INS NYC 2024 Program

Poster

Poster Session 11 Program Schedule

02/17/2024
10:45 am - 12:00 pm
Room: Shubert Complex (Posters 1-60)

Poster Session 11: Cultural Neuropsychology | Education/Training | Professional Practice Issues


Final Abstract #29

Semantic Fluency in a Clinical Sample: Differences between American Indian/Alaska Native (AI/AN) and Non-AI/AN Individuals

Katie Edwards, University of New Mexico, Albuquerque, United States
Alexis Burks, University of New Mexico, Albuquerque, United States
Naila Decruz-Dixon, University of New Mexico, Albuquerque, United States
Christina Gillezeau, University of New Mexico, Albuquerque, United States
Teagan Mullins, University of New Mexico, Albuquerque, United States
Kaitlyn Schodt, University of New Mexico, Albuquerque, United States
Macaiah Shendo, University of New Mexico, Albuquerque, United States
Isabel Solis, University of New Mexico, Albuquerque, United States
Alexandra Hernandez-Vallant, University of New Mexico, Albuquerque, United States
Steve Verney, University of New Mexico, Albuquerque, United States
Lynette Abrams-Silva, University of New Mexico, Albuquerque, United States

Category: Cross Cultural Neuropsychology/ Clinical Cultural Neuroscience

Keyword 1: cognitive screening
Keyword 2: cross-cultural issues
Keyword 3: mood disorders

Objective:

Cognitive tests are culturally bound measures, developed through the worldview of those who created them. Thus, it is perhaps unsurprising that research samples used to develop and validate neuropsychological tests were largely homogenous. More work is needed replicating findings across historically and contemporarily marginalized racial groups, like American Indian/Alaska Natives (AI/AN). For example, within literature, there is evidence to support that psychological conditions are associated with deficits in executive control processes, like semantic fluency. To date, there is a gap in existing literature discussing replication of these findings for AI/AN adults.

Participants and Methods:

Treatment-seeking adults were administered the RBANS (Form A) as a screening measure to determine if outpatient care would be appropriate. Twenty-seven adults were included in the analysis. Patients were diagnosed with PTSD (N=2), Depression (N=8), Anxiety Disorder (this includes generalized anxiety, unspecified anxiety, social anxiety, panic disorder, illness anxiety, and obsessive-compulsive disorder; N=8), or Other (adjustment disorder, insomnia disorder, binge eating disorder, anorexia nervosa; N=7). Twenty-three participants identified as non-Native, and four individuals identified as Native. We compared overall mean semantic fluency scaled scores of AI/AN vs. non-AI/AN populations using one-way ANOVA. We then investigated differences in mean semantic fluency scaled scores between diagnostic categories, comparing AI/AN vs. non-AI/AN adults using linear regression.

Results:

The mean age of participants was thirty-seven years old (SD = 11), with the majority of the participants identifying as female (N=18).

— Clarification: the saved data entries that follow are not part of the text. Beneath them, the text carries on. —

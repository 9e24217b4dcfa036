//! Custom domain API DTOs

use serde::{Deserialize, Serialize};
use validator::Validate;

/// Attach a custom domain to the account, `POST /domains`
#[derive(Debug, Clone, Serialize, Deserialize, Validate)]
#[serde(rename_all = "camelCase")]
pub struct AddDomainRequest {
    /// Bare hostname, e.g. `links.example.com`
    #[validate(length(min = 4, max = 253))]
    pub domain: String,
}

Mean scaled scores of semantic fluency overall were significantly higher for AI/AN individuals (F=7.85, df=1, p<0.01). No significant differences were found in mean semantic fluency scaled scores for diagnostic groups by race (R2 = 0.12, p = 0.155). However, it is worthwhile to note that a bar graph revealed that semantic fluency scaled scores for Native participants did not change based on diagnostic category, while non-Native populations did vary in their semantic fluency scaled score.

Conclusions:

We investigated the relationship between speeded semantic fluency and common psychiatric conditions in a clinical sample from a training clinic in an urban area in the Southwestern United States. The expected relationship between mood symptoms and semantic fluency performance, based on the current body of literature, was not replicated in the AI/AN group. Limitations included a small sample size, and a heterogeneous array of mental health conditions. Additionally, information for sociodemographic status was not available, and it would be important to consider how this information affect standardized testing. While small, results from our sample suggest that future studies re-examine established relationships between neuropsychological test performance and mood symptoms across cultural, racial, and ethnic groups. These results fortify the need to investigate the role of culture in Neuropsychological profiles.